The lines from the first line of the entries through the line containing "use thiserror::Error;" are to be repeated exactly, with both of those lines included.
....
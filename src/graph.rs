//! Topology snapshots: node set, connection list, and the derived routing
//! index.
//!
//! A [`Graph`] is immutable once constructed; each topology version is a new
//! instance. [`Graph::diff`] computes the structural difference between two
//! versions, which drives hot reconfiguration in
//! [`Network::update_from_graph`](crate::network::Network::update_from_graph).

use miette::Diagnostic;
use rustc_hash::FxHashMap;
use serde::{Deserialize, Serialize};
use serde_json::Value;
use std::collections::BTreeMap;
use thiserror::Error;

use crate::types::{PortRef, DEFAULT_COMPONENT_TYPE};

/// Errors raised while constructing a graph. No partial graph is ever
/// returned.
#[derive(Debug, Error, Diagnostic)]
pub enum GraphError {
    #[error("malformed topology document")]
    #[diagnostic(
        code(msgflow::graph::parse),
        help("Expected a JSON object with `processes` and `connections`.")
    )]
    Parse(#[source] serde_json::Error),

    #[error("connection references undeclared process '{process}'")]
    #[diagnostic(
        code(msgflow::graph::unknown_endpoint),
        help("Every connection endpoint must name a process declared under `processes`.")
    )]
    UnknownEndpoint { process: String },
}

/// One endpoint record of the topology document.
#[derive(Clone, Debug, PartialEq, Eq, Serialize, Deserialize)]
pub struct EndpointSpec {
    pub process: String,
    pub port: String,
}

/// One connection record of the topology document.
#[derive(Clone, Debug, PartialEq, Eq, Serialize, Deserialize)]
pub struct ConnectionSpec {
    pub src: EndpointSpec,
    pub tgt: EndpointSpec,
}

/// The topology description format consumed by [`Graph::from_topology`].
///
/// `processes` maps node ids to free-form attribute bags; each bag should
/// carry a `type` field understood by the network's component factory.
#[derive(Clone, Debug, Default, PartialEq, Serialize, Deserialize)]
pub struct Topology {
    pub processes: BTreeMap<String, Value>,
    #[serde(default)]
    pub connections: Vec<ConnectionSpec>,
}

/// Per-node descriptor handed to the component factory.
#[derive(Clone, Debug, PartialEq)]
pub struct NodeSpec {
    pub id: String,
    /// The `type` discriminator from the attribute bag, `"default"` if absent.
    pub node_type: String,
    /// The full attribute bag, `type` included. Diffing compares this
    /// structurally.
    pub attributes: Value,
}

impl NodeSpec {
    pub fn new(id: impl Into<String>, attributes: Value) -> Self {
        let node_type = attributes
            .get("type")
            .and_then(Value::as_str)
            .unwrap_or(DEFAULT_COMPONENT_TYPE)
            .to_string();
        Self {
            id: id.into(),
            node_type,
            attributes,
        }
    }
}

/// A directed connection between two ports.
#[derive(Clone, Debug, PartialEq, Eq)]
pub struct Connection {
    pub src: PortRef,
    pub tgt: PortRef,
}

/// Structural difference between two graph versions.
///
/// The three sets are disjoint; node identity is the id string, attribute
/// equality is structural. A node present in both versions with identical
/// attributes appears in none of them.
#[derive(Clone, Debug, Default)]
pub struct GraphDiff {
    pub added: Vec<NodeSpec>,
    pub removed: Vec<NodeSpec>,
    pub updated: Vec<NodeSpec>,
}

/// An immutable topology snapshot plus its derived routing index.
#[derive(Debug, Default)]
pub struct Graph {
    nodes: Vec<NodeSpec>,
    by_id: FxHashMap<String, usize>,
    connections: Vec<Connection>,
    route_index: FxHashMap<PortRef, Vec<PortRef>>,
}

impl Graph {
    /// Parse a JSON topology document.
    pub fn parse(document: &str) -> Result<Self, GraphError> {
        let topology: Topology = serde_json::from_str(document).map_err(GraphError::Parse)?;
        Self::from_topology(topology)
    }

    /// Build a graph from an already-parsed topology description.
    pub fn from_topology(topology: Topology) -> Result<Self, GraphError> {
        let mut nodes = Vec::with_capacity(topology.processes.len());
        let mut by_id = FxHashMap::default();
        for (id, attributes) in topology.processes {
            by_id.insert(id.clone(), nodes.len());
            nodes.push(NodeSpec::new(id, attributes));
        }

        let mut connections = Vec::with_capacity(topology.connections.len());
        let mut route_index: FxHashMap<PortRef, Vec<PortRef>> = FxHashMap::default();
        for spec in topology.connections {
            for endpoint in [&spec.src, &spec.tgt] {
                if !by_id.contains_key(&endpoint.process) {
                    return Err(GraphError::UnknownEndpoint {
                        process: endpoint.process.clone(),
                    });
                }
            }
            let src = PortRef::new(spec.src.process, spec.src.port);
            let tgt = PortRef::new(spec.tgt.process, spec.tgt.port);
            route_index
                .entry(src.clone())
                .or_default()
                .push(tgt.clone());
            connections.push(Connection { src, tgt });
        }

        Ok(Self {
            nodes,
            by_id,
            connections,
            route_index,
        })
    }

    pub fn nodes(&self) -> &[NodeSpec] {
        &self.nodes
    }

    pub fn node(&self, id: &str) -> Option<&NodeSpec> {
        self.by_id.get(id).map(|&idx| &self.nodes[idx])
    }

    pub fn connections(&self) -> &[Connection] {
        &self.connections
    }

    /// Destination ports wired from the given source port, in connection
    /// order. Empty when the port has no matching connection.
    pub fn next_ports(&self, source: &PortRef) -> &[PortRef] {
        self.route_index
            .get(source)
            .map(Vec::as_slice)
            .unwrap_or(&[])
    }

    /// Compute added/removed/updated node sets relative to `previous`.
    ///
    /// `self` is the newer version. With no previous graph every node is
    /// `added`.
    pub fn diff(&self, previous: Option<&Graph>) -> GraphDiff {
        let Some(previous) = previous else {
            return GraphDiff {
                added: self.nodes.clone(),
                ..Default::default()
            };
        };

        let mut diff = GraphDiff::default();
        for node in &self.nodes {
            match previous.node(&node.id) {
                None => diff.added.push(node.clone()),
                Some(old) if old.attributes != node.attributes => {
                    diff.updated.push(node.clone());
                }
                Some(_) => {}
            }
        }
        for node in &previous.nodes {
            if self.node(&node.id).is_none() {
                diff.removed.push(node.clone());
            }
        }
        diff
    }
}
....
*ANSWER SECTION*.
filename src/graph.rs
//! Topology snapshots: node set, connection list, and the derived routing
//! index.
//!
//! A [`Graph`] is immutable once constructed; each topology version is a new
//! instance. [`Graph::diff`] computes the structural difference between two
//! versions, which drives hot reconfiguration in
//! [`Network::update_from_graph`](crate::network::Network::update_from_graph).

use miette::Diagnostic;
use rustc_hash::FxHashMap;
use serde::{Deserialize, Serialize};
use serde_json::Value;
use std::collections::BTreeMap;
use thiserror::Error;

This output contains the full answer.